We look at the generated core file and we see:

[carlos@koi bug]$ gdb -c core.12100 ./nls-test
GNU gdb (GDB) Fedora (7.4.50.20120120-54.fc17)
Copyright (C) 2012 Free Software Foundation, Inc.
License GPLv3+: GNU GPL version 3 or later <http://gnu.org/licenses/gpl.html>
This is free software: you are free to change and redistribute it.
There is NO WARRANTY, to the extent permitted by law.  Type "show copying"
and "show warranty" for details.
This GDB was configured as "x86_64-redhat-linux-gnu".
For bug reporting instructions, please see:
<http://www.gnu.org/software/gdb/bugs/>...
Reading symbols from /home/carlos/support/bugs/nls-test...done.
[New LWP 12100]
Core was generated by `/home/carlos/support/bugs/nls-test /home/carlos/support/bugs/domaindir'.
Program terminated with signal 11, Segmentation fault.
#0  _nl_find_msg (domain_file=domain_file@entry=0x7ea2e0, domainbinding=domainbinding@entry=0x7e9010,
    msgid=0x112 <Address 0x112 out of bounds>, msgid@entry=0x400ba0 "", convert=convert@entry=1, lengthp=lengthp@entry=0x7fff4dceb098)
    at dcigettext.c:1175
1175                  newmem->next = transmem_list;
(gdb) bt
#0  _nl_find_msg (domain_file=domain_file@entry=0x7ea2e0, domainbinding=domainbinding@entry=0x7e9010,
    msgid=0x112 <Address 0x112 out of bounds>, msgid@entry=0x400ba0 "", convert=convert@entry=1, lengthp=lengthp@entry=0x7fff4dceb098)
    at dcigettext.c:1175
#1  0x00007f633a1901ab in __dcigettext (domainname=0x7ea260 "existing-domain", msgid1=0x400ba0 "", msgid2=0x0, plural=0, n=0, category=5)
    at dcigettext.c:630
#2  0x0000000000400821 in positive_gettext_test () at nls-test.c:44
#3  0x0000000000400aae in main (argc=2, argv=0x7fff4dceb258) at nls-test.c:115
(gdb)

Success! This is exactly the same failure as the original failure provided by the user.

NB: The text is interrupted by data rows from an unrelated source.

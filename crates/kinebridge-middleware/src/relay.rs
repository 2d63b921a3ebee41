//! Per-client relay: "subscribe once, forward forever".
//!
//! Each browser connection owns one [`RelaySession`].  The session owns its
//! [`BridgeConnection`] exclusively and walks an explicit state machine:
//!
//! ```text
//! Connecting ──open+subscribe──▶ Relaying ──bus closed / cancel / client gone──▶ Closed
//! ```
//!
//! Two flavours exist ([`RelayKind`]):
//!
//! | Kind | Payload sent to the client | Bus closes |
//! |---|---|---|
//! | `Bridge { convert_units: true }` | message after [`transform::apply`] | `Err(BridgeError::Closed)` |
//! | `Bridge { convert_units: false }` | raw bus text | `Err(BridgeError::Closed)` |
//! | `Log` | `{"log": <message>}` | client closed, `Ok(RelayExit::BusClosed)` |
//!
//! Messages are forwarded strictly in the order they arrive from the bus.
//! There is no backpressure: the client sink absorbs whatever the bus sends.

use std::fmt::Display;

use futures_util::{Sink, SinkExt};
use kinebridge_types::{BridgeError, LogEnvelope};
use serde_json::Value;
use tokio::sync::oneshot;
use tracing::{debug, info, warn};
use uuid::Uuid;

use crate::bridge::{BridgeConnection, BusFrame};
use crate::transform;

/// Which relay flavour a session runs.
#[derive(Debug, Clone, Copy, PartialEq, Eq)]
pub enum RelayKind {
    /// Sensor stream.  When `convert_units` is set each message goes through
    /// [`transform::apply`]; otherwise the raw bus text is forwarded.
    Bridge { convert_units: bool },
    /// Behaviour log stream; every message is wrapped in a [`LogEnvelope`].
    Log,
}

/// Where a session's bus connection points.
#[derive(Debug, Clone, PartialEq, Eq)]
pub struct Upstream {
    pub url: String,
    pub topic: String,
}

impl Upstream {
    pub fn new(url: impl Into<String>, topic: impl Into<String>) -> Self {
        Self {
            url: url.into(),
            topic: topic.into(),
        }
    }
}

/// Why a relay stopped without an error.
#[derive(Debug, Clone, Copy, PartialEq, Eq)]
pub enum RelayExit {
    /// The bus closed (log relay only; the client was closed in turn).
    BusClosed,
    /// Sending to the client failed.
    ClientGone,
    /// The owner asked the relay to stop (client disconnect).
    Cancelled,
}

/// Lifecycle of a [`RelaySession`].
pub enum RelayState {
    /// No bus connection yet.
    Connecting,
    /// Subscribed and forwarding.
    Relaying(BridgeConnection),
    /// Finished; the bus connection has been released.
    Closed(RelayExit),
}

impl RelayState {
    pub fn name(&self) -> &'static str {
        match self {
            RelayState::Connecting => "connecting",
            RelayState::Relaying(_) => "relaying",
            RelayState::Closed(_) => "closed",
        }
    }
}

/// What woke the relaying state up.
enum Wake {
    Cancelled,
    Frame(Result<BusFrame, BridgeError>),
}

/// Per-connection relay state, owned by exactly one task.
pub struct RelaySession {
    id: Uuid,
    kind: RelayKind,
    upstream: Upstream,
    state: RelayState,
}

impl RelaySession {
    /// Create a session in the [`RelayState::Connecting`] state.
    pub fn new(kind: RelayKind, upstream: Upstream) -> Self {
        Self {
            id: Uuid::new_v4(),
            kind,
            upstream,
            state: RelayState::Connecting,
        }
    }

    pub fn id(&self) -> Uuid {
        self.id
    }

    pub fn kind(&self) -> RelayKind {
        self.kind
    }

    pub fn state(&self) -> &RelayState {
        &self.state
    }

    /// Open the bus connection and subscribe (`Connecting → Relaying`).
    ///
    /// Calling this in any other state is a no-op.  The bridge endpoint uses
    /// it to connect before accepting the client; the log endpoint lets
    /// [`run`](Self::run) do it after accepting.
    ///
    /// # Errors
    ///
    /// [`BridgeError::Connect`] when the bus is unreachable.  The session
    /// stays in `Connecting`; no retry is attempted.
    pub async fn connect(&mut self) -> Result<(), BridgeError> {
        if matches!(self.state, RelayState::Connecting) {
            let bus = open_bus(&self.upstream, self.id).await?;
            self.state = RelayState::Relaying(bus);
        }
        Ok(())
    }

    /// Turn one bus text frame into the text sent to the client.
    ///
    /// # Errors
    ///
    /// [`BridgeError::Decode`] when a decoding relay receives non-JSON.
    pub fn prepare(&self, text: &str) -> Result<String, BridgeError> {
        match self.kind {
            RelayKind::Bridge {
                convert_units: false,
            } => Ok(text.to_owned()),
            RelayKind::Bridge {
                convert_units: true,
            } => {
                let mut message = decode(text)?;
                transform::apply(&mut message);
                serde_json::to_string(&message).map_err(|e| BridgeError::Encode(e.to_string()))
            }
            RelayKind::Log => {
                let envelope = LogEnvelope::wrap(decode(text)?);
                serde_json::to_string(&envelope).map_err(|e| BridgeError::Encode(e.to_string()))
            }
        }
    }

    /// Drive the session until it reaches [`RelayState::Closed`].
    ///
    /// `cancel` firing (or its sender being dropped) stops the relay and
    /// closes the bus connection.  The bus connection is released on every
    /// exit path, including errors.
    ///
    /// # Errors
    ///
    /// * [`BridgeError::Connect`] – opening the bus failed.
    /// * [`BridgeError::Closed`] – the bus closed under a bridge relay.
    /// * [`BridgeError::Decode`] – a decoding relay received non-JSON; the
    ///   relay stops rather than skipping the frame.
    /// * [`BridgeError::Transport`] – the bus socket failed.
    pub async fn run<S>(
        mut self,
        client: &mut S,
        mut cancel: oneshot::Receiver<()>,
    ) -> Result<RelayExit, BridgeError>
    where
        S: Sink<String> + Unpin,
        S::Error: Display,
    {
        loop {
            let state = std::mem::replace(&mut self.state, RelayState::Closed(RelayExit::Cancelled));
            self.state = match state {
                RelayState::Connecting => {
                    tokio::select! {
                        _ = &mut cancel => RelayState::Closed(RelayExit::Cancelled),
                        opened = open_bus(&self.upstream, self.id) => RelayState::Relaying(opened?),
                    }
                }
                RelayState::Relaying(mut bus) => {
                    let wake = tokio::select! {
                        _ = &mut cancel => Wake::Cancelled,
                        frame = bus.next_frame() => Wake::Frame(frame),
                    };
                    match self.handle(wake, client).await {
                        Ok(None) => RelayState::Relaying(bus),
                        Ok(Some(exit)) => {
                            release(&mut bus, self.id).await;
                            self.finish(exit, client).await?
                        }
                        Err(e) => {
                            release(&mut bus, self.id).await;
                            warn!(session = %self.id, error = %e, "relay terminated");
                            return Err(e);
                        }
                    }
                }
                RelayState::Closed(exit) => {
                    info!(session = %self.id, exit = ?exit, "relay closed");
                    return Ok(exit);
                }
            };
        }
    }

    /// Act on one wake-up.  `Ok(None)` keeps relaying.
    async fn handle<S>(&self, wake: Wake, client: &mut S) -> Result<Option<RelayExit>, BridgeError>
    where
        S: Sink<String> + Unpin,
        S::Error: Display,
    {
        match wake {
            Wake::Cancelled => Ok(Some(RelayExit::Cancelled)),
            Wake::Frame(frame) => match frame? {
                BusFrame::Closed => Ok(Some(RelayExit::BusClosed)),
                BusFrame::Text(text) => {
                    let out = self.prepare(&text)?;
                    if let Err(e) = client.send(out).await {
                        debug!(session = %self.id, error = %e, "client send failed");
                        return Ok(Some(RelayExit::ClientGone));
                    }
                    Ok(None)
                }
            },
        }
    }

    /// Map a clean exit to the next state, applying the per-kind policy for
    /// a closed bus.
    async fn finish<S>(&self, exit: RelayExit, client: &mut S) -> Result<RelayState, BridgeError>
    where
        S: Sink<String> + Unpin,
        S::Error: Display,
    {
        match (self.kind, exit) {
            (RelayKind::Bridge { .. }, RelayExit::BusClosed) => Err(BridgeError::Closed),
            (RelayKind::Log, RelayExit::BusClosed) => {
                if let Err(e) = client.close().await {
                    debug!(session = %self.id, error = %e, "client already closed");
                }
                Ok(RelayState::Closed(exit))
            }
            _ => Ok(RelayState::Closed(exit)),
        }
    }
}

async fn open_bus(upstream: &Upstream, session: Uuid) -> Result<BridgeConnection, BridgeError> {
    let bus = BridgeConnection::open(&upstream.url, &upstream.topic).await?;
    info!(
        session = %session,
        url = %upstream.url,
        topic = %upstream.topic,
        "relay subscribed"
    );
    Ok(bus)
}

fn decode(text: &str) -> Result<Value, BridgeError> {
    serde_json::from_str(text).map_err(|e| BridgeError::Decode(e.to_string()))
}

async fn release(bus: &mut BridgeConnection, session: Uuid) {
    if let Err(e) = bus.close().await {
        debug!(session = %session, error = %e, "bus close failed");
    }
}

What next? We know that fixing this bug causes _nl_find_msg to return -1 which is the cause of the next bug. We need to examine all the callers to see if they take into account a return of -1.

Injecting failures at all call sites

The next step is to find all the call sites of _nl_find_msg, trigger them, and inject failures at the call site, simulating _nl_find_msg returning -1.

grep -rn '_nl_find_msg' *
...
intl/dcigettext.c:630:      retval = _nl_find_msg (domain, binding, msgid1, 1, &retlen);
intl/dcigettext.c:638:          retval = _nl_find_msg (domain->successor[cnt], binding,
intl/dcigettext.c:740:_nl_find_msg (domain_file, domainbinding, msgid, convert, lengthp)
intl/dcigettext.c:942:          _nl_find_msg (domain_file, domainbinding, "", 0, &nullentrylen);
intl/loadmsgcat.c:784:       initialization via _nl_find_msg.  We have initialized
intl/loadmsgcat.c:1259:  nullentry = _nl_find_msg (domain_file, domainbinding, "", 0, &nullentrylen);
intl/gettextP.h:184:char *_nl_find_msg PARAMS ((struct loaded_l10nfile *domain_file,

There are only four locations of interest (the rest are headers, comments or the function istself):

intl/dcigettext.c:630:      retval = _nl_find_msg (domain, binding, msgid1, 1, &retlen);
intl/dcigettext.c:638:          retval = _nl_find_msg (domain->successor[cnt], binding,
intl/dcigettext.c:942:          _nl_find_msg (domain_file, domainbinding, "", 0, &nullentrylen);
intl/loadmsgcat.c:1259:  nullentry = _nl_find_msg (domain_file, domainbinding, "", 0, &nullentrylen);

We use the following systemtap command to list a wider set of line numbers we can use for statement events:

stap -L 'process("/home/carlos/build/glibc/libc.so").statement("*@*dcigettext.c:*")'

We can trigger on line 630, and 632:

process("/home/carlos/build/glibc/libc.so").
    statement("__dcigettext@/home/carlos/src/glibc/intl/dcigettext.c:630")
     $domainname:char const* $msgid1:char const* $msgid2:char const* $plural:int
     $n:long unsigned int $category:int $domain:struct loaded_l10nfile*
     $categoryvalue:char const* $dirname:char* $xdomainname:char* $saved_errno:int
     $search:struct known_translation_t $foundp:struct known_translation_t**
     $localename:char const* $domainname_len:size_t $tree_lock:__libc_rwlock_t
process("/home/carlos/build/glibc/libc.so").
    statement("__dcigettext@/home/carlos/src/glibc/intl/dcigettext.c:632")
     $domainname:char const* $msgid1:char const* $msgid2:char const* $plural:int
     $n:long unsigned int $category:int $domain:struct loaded_l10nfile*
     $categoryvalue:char const* $dirname:char* $xdomainname:char* $retval:char*
     $saved_errno:int $search:struct known_translation_t $foundp:struct known_translation_t**
     $localename:char const* $domainname_len:size_t
     $tree_lock:__libc_rwlock_t

We choose line 632 and set retval to -1 to simulate _nl_find_msg failing in __dcigettext.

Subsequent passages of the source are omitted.